(Collected data)

◇ ◇ ◇ ◇ ◇

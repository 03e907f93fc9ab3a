//! Stockroom Line Protocol
//!
//! This module implements the wire format spoken between clients and the
//! Stockroom server.
//!
//! ## Overview
//!
//! The protocol is a small, line-oriented text protocol: one request line in,
//! one response line out. There is no general RPC envelope; each command has
//! its own payload shape, validated by the command dispatcher.
//!
//! ## Modules
//!
//! - `types`: Defines `Request`, `Response`, `Status` and the delimiters
//! - `parser`: Pure decoding functions for request lines and payloads
//!
//! ## Example
//!
//! ```
//! use stockroom::protocol::{parse_request, split_fields, Response};
//!
//! // Decoding an incoming line
//! let request = parse_request("LOGIN::alice@example.com|s3cret").unwrap();
//! let fields = split_fields(request.data, 2).unwrap();
//! assert_eq!(fields, vec!["alice@example.com", "s3cret"]);
//!
//! // Creating a response
//! let response = Response::success("Alice|admin");
//! assert_eq!(response.serialize(), "SUCCESS|Alice|admin");
//! ```

pub mod parser;
pub mod types;

// Re-export commonly used types for convenience
pub use parser::{
    find_line_end, join_batch, join_records, parse_request, split_fields, split_keys,
    split_records, ParseError, ParseResult,
};
pub use types::{
    Request, Response, Status, COMMAND_SEPARATOR, FIELD_DELIMITER, KEY_SEPARATOR,
    LINE_TERMINATOR, LIST_SEPARATOR, RECORD_SEPARATOR,
};
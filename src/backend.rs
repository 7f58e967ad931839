//! Items endpoint client.
//!
//! `GET <endpoint>` answers `{ "items": [...], "limit": n }` and
//! `DELETE <endpoint><id>/` removes one item.

use std::future::Future;
use std::time::Duration;

use reqwest::header::{ACCEPT, HeaderValue};
use reqwest::{Client, Url};
use serde::Deserialize;
use tracing::debug;

use crate::error::{Error, Result};
use crate::item::{RawItem, lenient_items};

/// One listing returned by the items endpoint.
#[derive(Debug, Clone, Default, Deserialize)]
pub struct ItemsPage {
    #[serde(default, deserialize_with = "lenient_items")]
    pub items: Vec<RawItem>,
    #[serde(default)]
    pub limit: Option<usize>,
}

pub trait ItemsBackend: Send + Sync + 'static {
    fn fetch_items(&self) -> impl Future<Output = Result<ItemsPage>> + Send;
    fn delete_item(&self, id: &str) -> impl Future<Output = Result<()>> + Send;
}

#[derive(Debug, Clone)]
pub struct HttpBackend {
    client: Client,
    endpoint: Url,
    csrf_token: Option<String>,
}

impl HttpBackend {
    pub fn new(endpoint: &str, csrf_token: Option<String>, timeout: Duration) -> Result<Self> {
        let client = Client::builder().timeout(timeout).build()?;
        Self::with_client(client, endpoint, csrf_token)
    }

    pub fn with_client(client: Client, endpoint: &str, csrf_token: Option<String>) -> Result<Self> {
        let mut endpoint =
            Url::parse(endpoint).map_err(|err| Error::InvalidEndpoint(format!("{endpoint}: {err}")))?;
        if endpoint.cannot_be_a_base() {
            return Err(Error::InvalidEndpoint(endpoint.to_string()));
        }
        if !endpoint.path().ends_with('/') {
            let path = format!("{}/", endpoint.path());
            endpoint.set_path(&path);
        }
        Ok(Self {
            client,
            endpoint,
            csrf_token,
        })
    }

    pub fn endpoint(&self) -> &Url {
        &self.endpoint
    }

    /// `<endpoint><percent-encoded id>/`
    pub fn item_url(&self, id: &str) -> Url {
        let mut url = self.endpoint.clone();
        if let Ok(mut segments) = url.path_segments_mut() {
            segments.pop_if_empty().push(id).push("");
        }
        url
    }
}

impl ItemsBackend for HttpBackend {
    async fn fetch_items(&self) -> Result<ItemsPage> {
        debug!(url = %self.endpoint, "fetching gallery items");
        let res = self
            .client
            .get(self.endpoint.clone())
            .header(ACCEPT, HeaderValue::from_static("application/json"))
            .send()
            .await?;
        if !res.status().is_success() {
            return Err(Error::Status {
                method: "GET",
                url: self.endpoint.to_string(),
                status: res.status().as_u16(),
            });
        }
        Ok(res.json::<ItemsPage>().await?)
    }

    async fn delete_item(&self, id: &str) -> Result<()> {
        let url = self.item_url(id);
        debug!(%url, "deleting gallery item");
        let mut req = self.client.delete(url.clone());
        if let Some(token) = &self.csrf_token {
            req = req.header("X-CSRFToken", token);
        }
        let res = req.send().await?;
        if !res.status().is_success() {
            return Err(Error::Status {
                method: "DELETE",
                url: url.to_string(),
                status: res.status().as_u16(),
            });
        }
        Ok(())
    }
}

◇ ◇ ◇ ◇ ◇

- PROBLEM REQUIREMENTS
All lines from the one with "if let Ok(mut" to the end of the records must be set down exactly. Skip every line before it.

- EXPECTED ANSWER
        if let Ok(mut segments) = url.path_segments_mut() {
            segments.pop_if_empty().push(id).push("");
        }
        url
    }
}

impl ItemsBackend for HttpBackend {
    async fn fetch_items(&self) -> Result<ItemsPage> {
        debug!(url = %self.endpoint, "fetching gallery items");
        let res = self
            .client
            .get(self.endpoint.clone())
            .header(ACCEPT, HeaderValue::from_static("application/json"))
            .send()
            .await?;
        if !res.status().is_success() {
            return Err(Error::Status {
                method: "GET",
                url: self.endpoint.to_string(),
                status: res.status().as_u16(),
            });
        }
        Ok(res.json::<ItemsPage>().await?)
    }

    async fn delete_item(&self, id: &str) -> Result<()> {
        let url = self.item_url(id);
        debug!(%url, "deleting gallery item");
        let mut req = self.client.delete(url.clone());
        if let Some(token) = &self.csrf_token {
            req = req.header("X-CSRFToken", token);
        }
        let res = req.send().await?;
        if !res.status().is_success() {
            return Err(Error::Status {
                method: "DELETE",
                url: url.to_string(),
                status: res.status().as_u16(),
            });
        }
        Ok(())
    }
}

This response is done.